[Date Prev][Date Next][Thread Prev][Thread Next][Date Index][Thread Index]

[netCDF #BVD-982935]: Problems with the fuction nc_open



Hi Marcone,

Sorry to take so long to respond to your question ...
 
> my name is Marcone Magnus, I'm a graduating  student of computer science
> in  Federal University of Santa Catarina (http://www.ufsc.br/), I'm doing a
> research Lapesd (http://www.lapesd.inf.ufsc.br/) and Cyclops Group (
> http://www.cyclops.ufsc.br/) about high performance computer on a health
> care system that we devoloping and I'm using netcdf to storage medichal
> data.
> 
> my problem is I need to open and close my netcdf file several times. And as
> the file increases size it became slower to open.
> In fact open the file turn to be a critical point in my system. I using c
> interface and netcdf4 with hierarchical format.

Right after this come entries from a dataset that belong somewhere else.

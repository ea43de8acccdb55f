//! Translates `<MNEMONIC> <operand>` lines into the 3-byte binary format,
//! writing a `Command,Opcode,Operands` trace row for every instruction.

use crate::config::*;
use crate::error::{Error, Result};
use crate::vm::instruction::Instruction;
use crate::vm::opcodes::Opcode;
use std::fmt;
use std::io::Write;

#[derive(Clone, Copy, Debug, PartialEq, Eq)]
pub struct TraceRecord {
    pub mnemonic: &'static str,
    pub opcode: u8,
    pub operand: Word,
}

impl<'a> From<&'a Instruction> for TraceRecord {
    fn from(instruction: &Instruction) -> Self {
        TraceRecord {
            mnemonic: instruction.opcode.mnemonic(),
            opcode: instruction.opcode.tag(),
            operand: instruction.operand,
        }
    }
}

impl fmt::Display for TraceRecord {
    fn fmt(&self, f: &mut fmt::Formatter) -> fmt::Result {
        write!(f, "{},{},[{}]", self.mnemonic, self.opcode, self.operand)
    }
}

pub struct Assembler<W: Write, L: Write> {
    program: W,
    log: L,
}

impl<W: Write, L: Write> Assembler<W, L> {
    pub fn new(program: W, log: L) -> Self {
        Assembler {
            program: program,
            log: log,
        }
    }

    /// Output is written as it is produced; on failure everything before the
    /// offending line stays in the sinks.
    pub fn assemble(&mut self, source: &str) -> Result<Vec<Instruction>> {
        writeln!(self.log, "{}", TRACE_LOG_HEADER)?;

        let mut instructions = vec![];
        for (index, line) in source.lines().enumerate() {
            let line_no = index + 1;
            if let Some(instruction) = parse_line(line_no, line)? {
                self.emit(&instruction)?;
                instructions.push(instruction);
            }
        }

        self.program.flush()?;
        self.log.flush()?;

        info!("assembled {} instructions ({} bytes)",
              instructions.len(),
              instructions.len() * INSTRUCTION_SIZE);

        Ok(instructions)
    }

    pub fn into_inner(self) -> (W, L) {
        (self.program, self.log)
    }

    fn emit(&mut self, instruction: &Instruction) -> Result<()> {
        let bytes = instruction.encode();
        debug!("emit {} -> {}", instruction, hex::encode(&bytes));

        self.program.write_all(&bytes)?;
        writeln!(self.log, "{}", TraceRecord::from(instruction))?;
        Ok(())
    }
}

/// Parses one source line; blank lines yield `None`.
pub fn parse_line(line_no: usize, line: &str) -> Result<Option<Instruction>> {
    let mut tokens = line.split_whitespace();

    let mnemonic = match tokens.next() {
        Some(mnemonic) => mnemonic,
        None => return Ok(None),
    };

    let opcode = Opcode::lookup(mnemonic).ok_or_else(|| Error::UnknownCommand {
        line: line_no,
        mnemonic: mnemonic.to_string(),
    })?;

    let token = tokens.next();
    let operand = token.and_then(|token| token.parse::<Word>().ok())
        .ok_or_else(|| {
            Error::InvalidOperand {
                line: line_no,
                mnemonic: mnemonic.to_string(),
                token: token.map(str::to_string),
            }
        })?;

    if let Some(extra) = tokens.next() {
        return Err(Error::ExtraOperand {
            line: line_no,
            mnemonic: mnemonic.to_string(),
            token: extra.to_string(),
        });
    }

    Ok(Some(Instruction::new(opcode, operand)))
}

pub fn assemble<W: Write, L: Write>(source: &str,
                                    program: W,
                                    log: L)
                                    -> Result<Vec<Instruction>> {
    Assembler::new(program, log).assemble(source)
}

There is no way to use a
> nc_open function with time fixed ?

When a netCDF-4 file is opened, it reads all the metadata into memory once, so
that later references to the metadata can be accessed quickly.  By "metadata", 
I mean

  - names and sizes of dimensions
  - names, shapes, and types of variables
  - names and types of attributes
  - names of groups and their subgroups
  - definitions of all user-defined types

This could be slow if you add a large amount of metadata to the file before 
closing
and re-opening it.  However, if you are just adding more data to the file 
(values
for variables already defined), it should not slow down the nc_open calls
significantly.  Most of the use cases for netCDF-4 that we have seen benefit 
from
reading in all of the metadata when the file is first opened, to speed up access
to the data and metadata on subsequent calls while the file is still open.

The underlying HDF5 library works differently, only reading in metadata as 
needed, so
it is faster for cases such as a large number of nested groups where the common 
case
is to only read data from a small subset of those groups before closing the 
file.  That
makes the open much faster, but each read that has to access metadata slower.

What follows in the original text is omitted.